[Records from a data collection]
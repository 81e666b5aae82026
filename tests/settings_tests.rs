use ecpp_assistant::EcppConfig;
use std::io::Write;

#[test]
fn test_settings_file_feeds_config() {
    let mut file = tempfile::NamedTempFile::new().unwrap();
    writeln!(file, "ECPP_SETTINGS_TEST_MODEL=llama3.1").unwrap();
    writeln!(file, "# comment lines are ignored").unwrap();
    file.flush().unwrap();

    ecpp_assistant::load_settings_from(file.path()).unwrap();
    assert_eq!(
        std::env::var("ECPP_SETTINGS_TEST_MODEL").unwrap(),
        "llama3.1"
    );

    let config = EcppConfig::from_lookup(|key| match key {
        "LLM_MODEL" => std::env::var("ECPP_SETTINGS_TEST_MODEL").ok(),
        _ => None,
    });
    assert_eq!(config.llm_model, "llama3.1");
}

#[test]
fn test_missing_settings_file_is_error() {
    let dir = tempfile::tempdir().unwrap();
    let missing = dir.path().join(".env");
    let err = ecpp_assistant::load_settings_from(&missing).unwrap_err();
    assert!(err.not_found());
}
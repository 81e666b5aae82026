//! Concrete [`ClientWrapper`](crate::client_wrapper::ClientWrapper) implementations
//! and the HTTP plumbing they share with the ECPP API client.

pub mod http_pool;
pub mod ollama;
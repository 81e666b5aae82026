//! In-process mock of the ECPP back-office API, shared by the integration tests.

#![allow(dead_code)]

use axum::extract::State;
use axum::http::{header, HeaderMap, Method, StatusCode, Uri};
use axum::response::{IntoResponse, Response};
use axum::Router;
use serde_json::{json, Value};
use std::sync::{Arc, Mutex};
use tokio::net::TcpListener;

pub const TOKEN: &str = "abc123";

/// How `/auth/login` hands out the session id.
#[derive(Clone, Copy, Debug, PartialEq)]
pub enum LoginMode {
    /// `{"data": {"cookies": ["emqsess=abc123; Path=/; HttpOnly"]}}`
    JsonCookie,
    /// Plain-text body with a `Set-Cookie: emqsess=...` header.
    SetCookieHeader,
    /// JSON body without cookies.
    NoCookie,
}

#[derive(Clone, Debug)]
pub struct RecordedRequest {
    pub method: String,
    pub path: String,
    pub authorization: Option<String>,
    pub body: Value,
}

#[derive(Clone)]
pub struct MockEcpp {
    pub login_mode: LoginMode,
    pub authenticate_response: Value,
    pub me_response: Value,
    /// Raw body returned by `/senders/search`.
    pub search_response: String,
    pub create_response: Value,
    pub reviews_response: Value,
    pub requests: Arc<Mutex<Vec<RecordedRequest>>>,
}

impl Default for MockEcpp {
    fn default() -> Self {
        Self {
            login_mode: LoginMode::JsonCookie,
            authenticate_response: json!({
                "status": {"code": 200, "message": "OK"},
                "data": {"user_id": 42}
            }),
            me_response: json!({
                "status": {"code": 200, "message": "OK"},
                "data": {
                    "username": "alice",
                    "display_name": "Alice Tan",
                    "partner": {"name": "EMQ"},
                    "roles": ["maker", "viewer"]
                }
            }),
            search_response: json!({
                "status": {"code": 200, "message": "OK"},
                "data": {"senders": [
                    {"business": {"company_name": "Acme Ltd"}},
                    {"business": null, "legal_name_last": "Tan", "legal_name_first": "Mei"}
                ]}
            })
            .to_string(),
            create_response: json!({
                "status": {"code": 200, "message": "OK"},
                "data": {"business": {"company_name": "Acme Ltd"}}
            }),
            reviews_response: json!({
                "status": {"code": 200, "message": "OK"},
                "data": {"batches": [
                    {
                        "batch_id": "B-1001",
                        "checker": "bob",
                        "transfers_principal_info": [
                            {"exchange_amount": 1500, "to_currency_code": "PHP"}
                        ]
                    },
                    {
                        "batch_id": "B-1002",
                        "checker": "carol",
                        "transfers_principal_info": [
                            {"exchange_amount": 25.5, "to_currency_code": "IDR"}
                        ]
                    }
                ]}
            }),
            requests: Arc::new(Mutex::new(Vec::new())),
        }
    }
}

impl MockEcpp {
    pub fn requests(&self) -> Vec<RecordedRequest> {
        self.requests.lock().unwrap().clone()
    }

    pub fn requests_to(&self, path: &str) -> Vec<RecordedRequest> {
        self.requests()
            .into_iter()
            .filter(|r| r.path.ends_with(path))
            .collect()
    }

    /// Serve on an ephemeral port and return the API base URL.
    pub async fn spawn(self) -> String {
        let app = Router::new().fallback(handle).with_state(self);
        let listener = TcpListener::bind("127.0.0.1:0").await.unwrap();
        let addr = listener.local_addr().unwrap();
        tokio::spawn(async move {
            axum::serve(listener, app).await.unwrap();
        });
        format!("http://{}/api/v1", addr)
    }
}

fn json_response(value: &Value) -> Response {
    (
        StatusCode::OK,
        [(header::CONTENT_TYPE, "application/json")],
        value.to_string(),
    )
        .into_response()
}

async fn handle(
    State(mock): State<MockEcpp>,
    method: Method,
    uri: Uri,
    headers: HeaderMap,
    body: String,
) -> Response {
    let path = uri.path().trim_start_matches("/api/v1").to_string();
    mock.requests.lock().unwrap().push(RecordedRequest {
        method: method.to_string(),
        path: path.clone(),
        authorization: headers
            .get(header::AUTHORIZATION)
            .and_then(|v| v.to_str().ok())
            .map(str::to_string),
        body: serde_json::from_str(&body).unwrap_or(Value::Null),
    });

    match path.as_str() {
        "/auth/login" => match mock.login_mode {
            LoginMode::JsonCookie => json_response(&json!({
                "status": {"code": 200, "message": "OK"},
                "data": {"cookies": [format!("emqsess={}; Path=/; HttpOnly", TOKEN)]}
            })),
            LoginMode::SetCookieHeader => (
                StatusCode::OK,
                [(header::SET_COOKIE, "emqsess=fromheader; Path=/; HttpOnly")],
                "login ok",
            )
                .into_response(),
            LoginMode::NoCookie => json_response(&json!({
                "status": {"code": 401, "message": "bad credentials"},
                "data": {}
            })),
        },
        "/auth/authenticate" => json_response(&mock.authenticate_response),
        "/auth/me" => json_response(&mock.me_response),
        "/senders/search" => (
            StatusCode::OK,
            [(header::CONTENT_TYPE, "application/json")],
            mock.search_response.clone(),
        )
            .into_response(),
        "/senders/business" => json_response(&mock.create_response),
        "/transfer-batch/created-by-you" => json_response(&mock.reviews_response),
        _ => (StatusCode::NOT_FOUND, "not found").into_response(),
    }
}

pub fn business_sender_arguments() -> Value {
    json!({
        "companyName": "Acme Ltd",
        "companyTradingName": "Acme",
        "countryCode": "SG",
        "companyRegistrationNumber": "201912345K",
        "companyRegistrationCountry": "SG",
        "addressLine": "1 Raffles Place",
        "addressCity": "Singapore",
        "addressCountry": "SG",
        "mobileNumber": "+6591234567"
    })
}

• TASK DIRECTIONS
Find every line in the records that contains the word "format"; copy those lines.

• PROBLEM SOLUTION
        format!("http://{}/api/v1", addr)
                "data": {"cookies": [format!("emqsess={}; Path=/; HttpOnly", TOKEN)]}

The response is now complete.